# PROBLEM TO WORK ON:
In the records below, begin at the line containing "if successful == 0" and end at the line containing "let polls = self.polls();"; quote every line in that span exactly, including both boundary lines, and no others.
--- START ---
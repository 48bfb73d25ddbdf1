//! Metrics tracking for the event poller.
//!
//! Provides atomic counters for monitoring polling.

use std::sync::atomic::{AtomicU64, Ordering};
use std::time::{Duration, Instant};

/// Metrics for the event poller.
#[derive(Debug)]
pub struct PollerMetrics {
    /// Number of fetches issued.
    polls: AtomicU64,

    /// Number of fetches that returned no events.
    empty_polls: AtomicU64,

    /// Number of raw events fetched.
    events_fetched: AtomicU64,

    /// Number of events classified and dispatched.
    events_dispatched: AtomicU64,

    /// Number of events with an unrecognized topic.
    events_dropped: AtomicU64,

    /// Number of failed poll cycles.
    errors: AtomicU64,

    /// Total fetch time in nanoseconds.
    total_fetch_time_ns: AtomicU64,

    /// Start time for rate calculation.
    start_time: Instant,
}

impl Default for PollerMetrics {
    fn default() -> Self {
        Self::new()
    }
}

impl PollerMetrics {
    /// Creates a new metrics instance.
    #[must_use]
    pub fn new() -> Self {
        Self {
            polls: AtomicU64::new(0),
            empty_polls: AtomicU64::new(0),
            events_fetched: AtomicU64::new(0),
            events_dispatched: AtomicU64::new(0),
            events_dropped: AtomicU64::new(0),
            errors: AtomicU64::new(0),
            total_fetch_time_ns: AtomicU64::new(0),
            start_time: Instant::now(),
        }
    }

    /// Records a completed fetch.
    pub fn record_fetch(&self, events: u64, duration: Duration) {
        self.polls.fetch_add(1, Ordering::Relaxed);
        if events == 0 {
            self.empty_polls.fetch_add(1, Ordering::Relaxed);
        }
        self.events_fetched.fetch_add(events, Ordering::Relaxed);
        self.total_fetch_time_ns
            .fetch_add(duration.as_nanos() as u64, Ordering::Relaxed);
    }

    /// Records a dispatched event.
    pub fn record_dispatched(&self) {
        self.events_dispatched.fetch_add(1, Ordering::Relaxed);
    }

    /// Records an unrecognized event.
    pub fn record_dropped(&self) {
        self.events_dropped.fetch_add(1, Ordering::Relaxed);
    }

    /// Records a failed poll cycle.
    pub fn record_error(&self) {
        self.polls.fetch_add(1, Ordering::Relaxed);
        self.errors.fetch_add(1, Ordering::Relaxed);
    }

    /// Returns the number of fetches issued.
    #[must_use]
    pub fn polls(&self) -> u64 {
        self.polls.load(Ordering::Relaxed)
    }

    /// Returns the number of empty fetches.
    #[must_use]
    pub fn empty_polls(&self) -> u64 {
        self.empty_polls.load(Ordering::Relaxed)
    }

    /// Returns the number of raw events fetched.
    #[must_use]
    pub fn events_fetched(&self) -> u64 {
        self.events_fetched.load(Ordering::Relaxed)
    }

    /// Returns the number of dispatched events.
    #[must_use]
    pub fn events_dispatched(&self) -> u64 {
        self.events_dispatched.load(Ordering::Relaxed)
    }

    /// Returns the number of dropped events.
    #[must_use]
    pub fn events_dropped(&self) -> u64 {
        self.events_dropped.load(Ordering::Relaxed)
    }

    /// Returns the number of failed poll cycles.
    #[must_use]
    pub fn errors(&self) -> u64 {
        self.errors.load(Ordering::Relaxed)
    }

    /// Returns the average fetch time.
    #[must_use]
    pub fn average_fetch_time(&self) -> Duration {
        let successful = self.polls().saturating_sub(self.errors());
        if successful == 0 {
            return Duration::ZERO;
        }
        let total_ns = self.total_fetch_time_ns.load(Ordering::Relaxed);
        Duration::from_nanos(total_ns / successful)
    }

    /// Returns the events per second since start.
    #[must_use]
    pub fn events_per_second(&self) -> f64 {
        let elapsed = self.start_time.elapsed().as_secs_f64();
        if elapsed > 0.0 {
            self.events_fetched() as f64 / elapsed
        } else {
            0.0
        }
    }

    /// Returns the error rate over all poll cycles (0.0 to 1.0).
    #[must_use]
    pub fn error_rate(&self) -> f64 {
        let polls = self.polls();
        if polls == 0 {
            return 0.0;
        }
        self.errors() as f64 / polls as f64
    }

    /// Returns a snapshot of all metrics.
    #[must_use]
    pub fn snapshot(&self) -> PollerMetricsSnapshot {
        PollerMetricsSnapshot {
            polls: self.polls(),
            empty_polls: self.empty_polls(),
            events_fetched: self.events_fetched(),
            events_dispatched: self.events_dispatched(),
            events_dropped: self.events_dropped(),
            errors: self.errors(),
            average_fetch_time: self.average_fetch_time(),
            events_per_second: self.events_per_second(),
            error_rate: self.error_rate(),
        }
    }

    /// Resets all counters.
    pub fn reset(&self) {
        self.polls.store(0, Ordering::Relaxed);
        self.empty_polls.store(0, Ordering::Relaxed);
        self.events_fetched.store(0, Ordering::Relaxed);
        self.events_dispatched.store(0, Ordering::Relaxed);
        self.events_dropped.store(0, Ordering::Relaxed);
        self.errors.store(0, Ordering::Relaxed);
        self.total_fetch_time_ns.store(0, Ordering::Relaxed);
    }
}

/// A point-in-time snapshot of poller metrics.
#[derive(Debug, Clone)]
pub struct PollerMetricsSnapshot {
    /// Fetches issued.
    pub polls: u64,
    /// Empty fetches.
    pub empty_polls: u64,
    /// Raw events fetched.
    pub events_fetched: u64,
    /// Events dispatched.
    pub events_dispatched: u64,
    /// Events dropped.
    pub events_dropped: u64,
    /// Failed poll cycles.
    pub errors: u64,
    /// Average fetch time.
    pub average_fetch_time: Duration,
    /// Events per second.
    pub events_per_second: f64,
    /// Error rate.
    pub error_rate: f64,
}
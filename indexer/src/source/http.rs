//! HTTP event API client.
//!
//! Fetches pages of contract events from
//! `GET {base_url}/events?contract_id=..&limit=..&cursor=..`. When there is no
//! cursor yet, `start_ledger` is sent instead (if configured).

use async_trait::async_trait;
use reqwest::header::{HeaderMap, HeaderValue, ACCEPT};
use reqwest::Url;
use tracing::debug;

use super::config::SourceConfig;
use super::error::SourceError;
use super::{EventPage, EventQuery, EventSource};

/// HTTP client for the chain event API.
#[derive(Debug, Clone)]
pub struct HttpEventSource {
    config: SourceConfig,
    http: reqwest::Client,
}

impl HttpEventSource {
    /// Creates a new client with the given configuration.
    ///
    /// # Errors
    ///
    /// Returns an error if the configuration is invalid or the HTTP client
    /// cannot be created.
    pub fn new(config: SourceConfig) -> Result<Self, SourceError> {
        config.validate()?;

        let mut headers = HeaderMap::new();
        headers.insert(ACCEPT, HeaderValue::from_static("application/json"));

        let http = reqwest::Client::builder()
            .timeout(config.timeout)
            .default_headers(headers)
            .user_agent(&config.user_agent)
            .build()
            .map_err(SourceError::Request)?;

        Ok(Self { config, http })
    }

    /// Returns the client configuration.
    #[must_use]
    pub fn config(&self) -> &SourceConfig {
        &self.config
    }

    /// Builds the request URL for a query.
    fn events_url(&self, query: &EventQuery) -> Result<Url, SourceError> {
        let base = self.config.base_url.trim_end_matches('/');
        let mut url = Url::parse(&format!("{base}/events"))
            .map_err(|e| SourceError::InvalidConfig(e.to_string()))?;

        {
            let mut pairs = url.query_pairs_mut();
            pairs.append_pair("contract_id", &self.config.contract_id);
            pairs.append_pair("limit", &query.limit.to_string());

            match (&query.cursor, query.start_ledger) {
                (Some(cursor), _) => {
                    pairs.append_pair("cursor", cursor);
                }
                (None, Some(ledger)) => {
                    pairs.append_pair("start_ledger", &ledger.to_string());
                }
                (None, None) => {}
            }
        }

        Ok(url)
    }
}

#[async_trait]
impl EventSource for HttpEventSource {
    async fn fetch_events(&self, query: &EventQuery) -> Result<EventPage, SourceError> {
        let url = self.events_url(query)?;
        debug!(url = %url, "Fetching events");

        let response = self.http.get(url).send().await?;
        let status = response.status();
        let body = response.text().await?;

        if !status.is_success() {
            return Err(SourceError::Api {
                status: status.as_u16(),
                message: body,
            });
        }

        serde_json::from_str(&body).map_err(|e| SourceError::Deserialization(e.to_string()))
    }
}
--- END ---
# RESULT BELOW:
        if successful == 0 {
            return Duration::ZERO;
        }
        let total_ns = self.total_fetch_time_ns.load(Ordering::Relaxed);
        Duration::from_nanos(total_ns / successful)
    }

    /// Returns the events per second since start.
    #[must_use]
    pub fn events_per_second(&self) -> f64 {
        let elapsed = self.start_time.elapsed().as_secs_f64();
        if elapsed > 0.0 {
            self.events_fetched() as f64 / elapsed
        } else {
            0.0
        }
    }

    /// Returns the error rate over all poll cycles (0.0 to 1.0).
    #[must_use]
    pub fn error_rate(&self) -> f64 {
        let polls = self.polls();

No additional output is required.